Staff Reporter and Bloomberg
Wednesday, February 10, 2021
Macau Chief Executive Ho Iat-seng said he felt "no different" after receiving the Sinopharm Covid-19 vaccine as the enclave began immunizing its citizens yesterday.
The first batch of 100,000 mainland-made two-dose Sinopharm vaccines - chosen for the first phase of Macau's program that arrived on Saturday - can cover 50,000 people.
Vaccinations started for high-risk groups yesterday, including health-care workers and disciplinary officers.
Ho was the first Macanese to get the jab at Conde S Januario Hospital. He did not have adverse reactions to his first shot and said he felt "more or less the same as on any other working day."
He said he would get the second shot in less than four weeks by the end of the month, as he had to attend the "Two Sessions" of the National People's Congress and the Chinese People's Political Consultative Conference in Beijing on March 4 and 5.
Asked why Macau chose Sinopharm, Ho said the vaccines had been deemed suitable for those above 60 who are in good health, as well as those between 18 and 60.
Ho, 63, also called on Macau citizens to get vaccinated on a voluntary basis for the sake of their health.
"There will also be another brand of vaccines arriving in Macau at the end of this month citizens can choose the brand they want later."
Macau rolled out vaccinations from 9am yesterday, with medical workers, police, firemen and customs officers among those receiving the shot.
Vaccinations are available to three prioritized groups, including frontline government workers and those who inevitably have to travel to high-risk areas.
People working in high-risk sectors, such as frozen and fresh food handlers, care home staff, transport workers, teachers, croupiers and government security officers, are also covered.
Tam, a supervisor working at Macau's customs, was among dozens who queued for the first jab at Conde S Januario's emergency room yesterday morning.
"My work involves contacting cold chain logistics, so there is a health risk," she said.
The next stage of vaccination, to start on February 22, will be open to other Macau residents.
The jab will be free for all residents, non-local employees with work permits, students and prisoners. It will cost 250 patacas (HK$242) for non-residents.
Separately, Hong Kong Chief Executive Carrie Lam Cheng Yuet-ngor denied the allegation that the SAR government lowered the thresholds to approve Sinovac vaccines.

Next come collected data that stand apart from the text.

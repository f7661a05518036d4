use std::time::{Duration, Instant};

use anyhow::{Context, Result};
use msgloop_runtime::{EventLoop, LoopHandle, TimerId};
use tracing::info;

/// One-shot delays in milliseconds before scaling.
const ONE_SHOTS: [u64; 3] = [1000, 1500, 2000];
const SHUTDOWN_AFTER_MS: u64 = 9000;

fn scaled(ms: u64, scale: f64) -> Result<Duration> {
    Duration::try_from_secs_f64(ms as f64 * scale / 1000.0)
        .with_context(|| format!("--scale {scale} puts a {ms}ms delay out of range"))
}

/// Arm the demo timers from a callback on the loop thread and run until the
/// shutdown timer fires.
pub fn run(event_loop: &EventLoop, scale: f64) -> Result<()> {
    anyhow::ensure!(scale.is_finite() && scale > 0.0, "--scale must be a positive number");
    // Reject an unusable scale before anything is armed.
    scaled(SHUTDOWN_AFTER_MS, scale)?;
    anyhow::ensure!(
        !scaled(ONE_SHOTS[0], scale)?.is_zero(),
        "--scale {scale} rounds the shortest delay down to zero"
    );

    let handle = event_loop.handle();
    let started = Instant::now();
    let bootstrap = handle.clone();
    handle
        .post(move || {
            if let Err(e) = arm_timers(&bootstrap, started, scale) {
                tracing::error!(error = %e, "failed to arm demo timers");
                bootstrap.request_shutdown();
            }
        })
        .context("failed to post bootstrap callback")?;

    event_loop.run().context("event loop failed")?;
    info!(elapsed_ms = started.elapsed().as_millis() as u64, "demo finished");
    Ok(())
}

fn arm_timers(handle: &LoopHandle, started: Instant, scale: f64) -> Result<()> {
    for ms in ONE_SHOTS {
        let delay = scaled(ms, scale)?;
        handle.set_timer(
            delay,
            false,
            move |id: TimerId, _: &mut ()| {
                println!(
                    "timer {id} ({}ms) fired after {:.3}s",
                    delay.as_millis(),
                    started.elapsed().as_secs_f64()
                );
            },
            (),
        )?;
    }

    let stopper = handle.clone();
    let delay = scaled(SHUTDOWN_AFTER_MS, scale)?;
    handle.set_timeout(delay, move || {
        println!(
            "shutdown timer fired after {:.3}s",
            started.elapsed().as_secs_f64()
        );
        stopper.request_shutdown();
    })?;
    Ok(())
}
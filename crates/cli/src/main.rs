mod cli;
mod demo;
mod stress;

use anyhow::{Context, Result};
use clap::Parser;
use tracing::info;

use msgloop_core::config::load_dotenv;
use msgloop_core::LoopConfig;
use msgloop_runtime::EventLoop;

use crate::cli::{CliArgs, Command};

fn main() -> Result<()> {
    // Initialize tracing
    tracing_subscriber::fmt()
        .with_env_filter(
            tracing_subscriber::EnvFilter::try_from_default_env()
                .unwrap_or_else(|_| tracing_subscriber::EnvFilter::new("info")),
        )
        .with_target(false)
        .init();

    load_dotenv();
    let args = CliArgs::parse();

    // Load config
    let config = match &args.config {
        Some(path) => LoopConfig::from_file(path)
            .with_context(|| format!("failed to load config from {}", path.display()))?,
        None => LoopConfig::from_env().context("failed to load config from environment")?,
    };
    config.log_summary();

    let event_loop = EventLoop::new(config).context("failed to create event loop")?;

    let outcome = match args.command {
        Command::Demo { scale } => demo::run(&event_loop, scale),
        Command::Stress {
            threads,
            per_thread,
        } => stress::run(&event_loop, threads, per_thread),
    };

    if args.metrics {
        let metrics = event_loop.metrics();
        println!("{}", serde_json::to_string_pretty(&metrics)?);
    }

    info!("msgloop-cli exiting");
    outcome
}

The government will assess the effectiveness of the vaccine based on clinical phase III trial data that the vaccine manufacturer has passed on to a mainland regulator, instead of clinical studies published in journals - one of the criteria previously set by authorities for approval. Sinovac has yet to publish its clinical trial results in a medical peer-reviewed journal.
"I call upon citizens to make objective, scientific judgments on vaccines. Don't act like a small group of people who introduced political elements to affect people's willingness to get vaccinated," she said.